Colorata ed arguta la versione del capolavoro goldoniano firmata da Giuseppe Marini con una fin troppo lieve Nancy Brilli
Misurarsi coi classici è sempre materia delicata. Tutti, o quasi, abbiamo nella memoria un riferimento al quale paragoniamo un allestimento che vede portare in scena un testo che rientra nel novero degli “immortali”, e la cosa, per chi porta in scena queste opere, può spesso rivelarsi un’arma a doppio taglio: se infatti da una parte l’opera risulta ben riconoscibile nell’immaginario collettivo, e facilmente garantisce un seguito anche commerciale, dall’altra il rischio da calcolare è quello che si pongano regia, attori e tutto quanto partecipi all’allestimento come in una sorta di esame comparativo con i riferimenti che abbiamo nella nostra memoria. Sicuramente “La Locandiera” di Carlo Goldoni fa parte di questa categoria di grandi testi, sia per la sua innegabile validità letteraria, sia per le storiche edizioni di secoli di teatro, che, solo nel ‘900, conta delle immortali interpretazioni, bastino quelle di Rina Morelli per la regia di Visconti, o quella televisiva di Valeria Moriconi, o ancora Carla Gravina diretta da Cobelli, e quella di Adriana Asti diretta dal grande Patroni Griffi. Si tratta di registi ed attrici con personalità molto diverse, ma anche con solide formazioni teatrali, quelle che una volta portavano attori e registi ad affrontare i suddetti testi alla fine di percorsi artistici che gradualmente davano accesso ai personaggi più impegnativi. Giuseppe Marini è un regista raffinato e fantasioso, che questo percorso lo ha compiuto nel corso degli anni, con bellissimi allestimenti shakespeariani, una fantastica edizione de “Le serve” di Genet, con Franca Valeri ed Annamaria Guarnieri, ed un buon numero di testi contemporanei. Arrivare al capolavoro goldoniano era una giusta tappa di questa carriera che non esclude elementi di ottima creatività artistica, nonché di quella giusta strizzatina d’occhio al pubblico che non guasta, visto che è fondamentalmente per lui che si va in scena e non contro di lui, come qualche suo dotto e sponsorizzato collega, impegnato con regie dello stesso autore, spesso intende. La sua regia della locandiera ha dei momenti di perfetta sincronia coi tempi contemporanei, senza perdere di vista la classicità del testo, e, cosa fondamentale per questo testo, diverte.

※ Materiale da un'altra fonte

use std::path::{Path, PathBuf};

use reqwest::blocking::Client;

use crate::{
    cache::DependencyCache,
    cli::command_handlers::{
        do_add_dependency, do_clear_cache, do_generate, do_init, do_list_cached,
        do_list_dependencies, do_pull, do_push, do_resolve, do_show_config, do_validate,
    },
    config::ProtodexConfig,
    fetch::{registry::HttpRegistryClient, Endpoints, Fetcher},
    generate::Generator,
    model::project::ProjectConfig,
    toolchain::{
        CommandInstaller, Compiler, DisabledInstaller, Installer, PluginManager, Toolchain,
    },
};

mod builder;

pub use builder::ProtodexBuilder;

pub struct Protodex {
    root: PathBuf,
    project_file_name: PathBuf,
    config: ProtodexConfig,
    client: Client,
    auto_install: bool,
}

impl Protodex {
    pub fn builder() -> ProtodexBuilder {
        ProtodexBuilder::default()
    }

    pub fn config(&self) -> &ProtodexConfig {
        &self.config
    }

    /// Writes a default project file
    pub fn init(&self, name: Option<String>) -> anyhow::Result<()> {
        do_init(&self.root, name, &self.project_file_name)
    }

    /// Generates code for `language`, or for every configured language.
    ///
    /// `source` is the project to generate from. Remote sources are fetched
    /// into a temporary directory that is removed afterwards.
    pub fn generate(
        &self,
        language: Option<&str>,
        source: &str,
        output_dir: Option<&str>,
    ) -> anyhow::Result<()> {
        do_generate(self, language, source, output_dir)
    }

    /// Checks that the project's proto files compile
    pub fn validate(&self) -> anyhow::Result<()> {
        do_validate(self)
    }

    /// Pulls `package[@version]` from the registry into `output`
    pub fn pull(&self, reference: &str, output: &Path) -> anyhow::Result<()> {
        do_pull(&self.registry(), reference, &self.root.join(output))
    }

    /// Uploads the project in `dir` to the registry as `version`
    pub fn push(&self, version: &str, dir: &Path) -> anyhow::Result<()> {
        do_push(
            &self.registry(),
            &self.root.join(dir),
            &self.project_file_name,
            version,
        )?;
        Ok(())
    }

    /// Prints the effective tool configuration
    pub fn show_config(&self) -> anyhow::Result<()> {
        do_show_config(&self.config, &mut std::io::stdout().lock())
    }

    /// Fetches every declared dependency into the cache
    pub fn resolve_dependencies(&self) -> anyhow::Result<()> {
        let project = self.project(&self.root)?;
        do_resolve(&self.cache()?, &project)
    }

    pub fn list_dependencies(&self) -> anyhow::Result<()> {
        do_list_dependencies(&self.project(&self.root)?)
    }

    /// Declares a new dependency in the project file
    pub fn add_dependency(&self, name: &str, source: &str, resolve: bool) -> anyhow::Result<()> {
        let cache = if resolve { Some(self.cache()?) } else { None };
        do_add_dependency(
            &self.root,
            &self.project_file_name,
            name,
            source,
            cache.as_ref(),
        )
    }

    pub fn list_cached(&self) -> anyhow::Result<()> {
        do_list_cached(&self.cache()?)
    }

    pub fn clear_cache(&self) -> anyhow::Result<()> {
        do_clear_cache(&self.cache()?)
    }

    pub(crate) fn root(&self) -> &Path {
        &self.root
    }

    pub(crate) fn project(&self, root: &Path) -> anyhow::Result<ProjectConfig> {
        Ok(ProjectConfig::load_or_default(root, &self.project_file_name)?)
    }

    pub(crate) fn fetcher(&self) -> Fetcher {
        Fetcher::new(
            self.client.clone(),
            Endpoints::default(),
            Box::new(self.registry()),
        )
    }

    pub(crate) fn cache(&self) -> anyhow::Result<DependencyCache> {
        Ok(DependencyCache::new(
            self.config.cache_dir.clone(),
            self.fetcher(),
        )?)
    }

    /// A generator for the project rooted at `root`.
    pub(crate) fn generator(
        &self,
        root: &Path,
        project: ProjectConfig,
    ) -> anyhow::Result<Generator> {
        let cache = self.cache()?;
        let installer: Box<dyn Installer> = if self.auto_install {
            Box::new(CommandInstaller)
        } else {
            Box::new(DisabledInstaller)
        };
        let toolchain = Toolchain::new(
            Compiler::new(
                self.config.protoc_bin.clone(),
                &self.config.protoc_version,
                self.client.clone(),
            ),
            PluginManager::new(installer),
            root.join(&project.files.base_dir),
            cache.dependency_path().to_path_buf(),
        );
        Ok(Generator::new(project, cache, toolchain))
    }

    fn registry(&self) -> HttpRegistryClient {
        HttpRegistryClient::new(self.client.clone(), &self.config.registry_url)
    }
}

Un discorso a parte, però, lo merita il lavoro degli attori. Si registra, infatti, poca amalgama interpretativa, dovuta, bisogna ammetterlo, ai differente background e modo di approcciare scena e personaggio. Si cominci con Mirandolina, con cui Nancy Brilli si misura in maniera che oseremmo definire temeraria. Si riconosce all’attrice una sua affinità con la vezzosità e la femminilità del personaggio, una sua personale attinenza con il verbo comico, ma queste non bastano perché si possa dire che l’esame sia riuscito a pieni voti. Dietro le sue gradevoli moine, poco c’è della profondità di un personaggio che, come le fa dire l’autore, non è una “fraschetta”. Certo la Brilli, oltre alle numerose e felici interpretazioni cine-telvisive, ha alle sue spalle anni di teatro, ma di quel teatro da vaudeville moderno che poco ha a che vedere con i grandi classici del teatro.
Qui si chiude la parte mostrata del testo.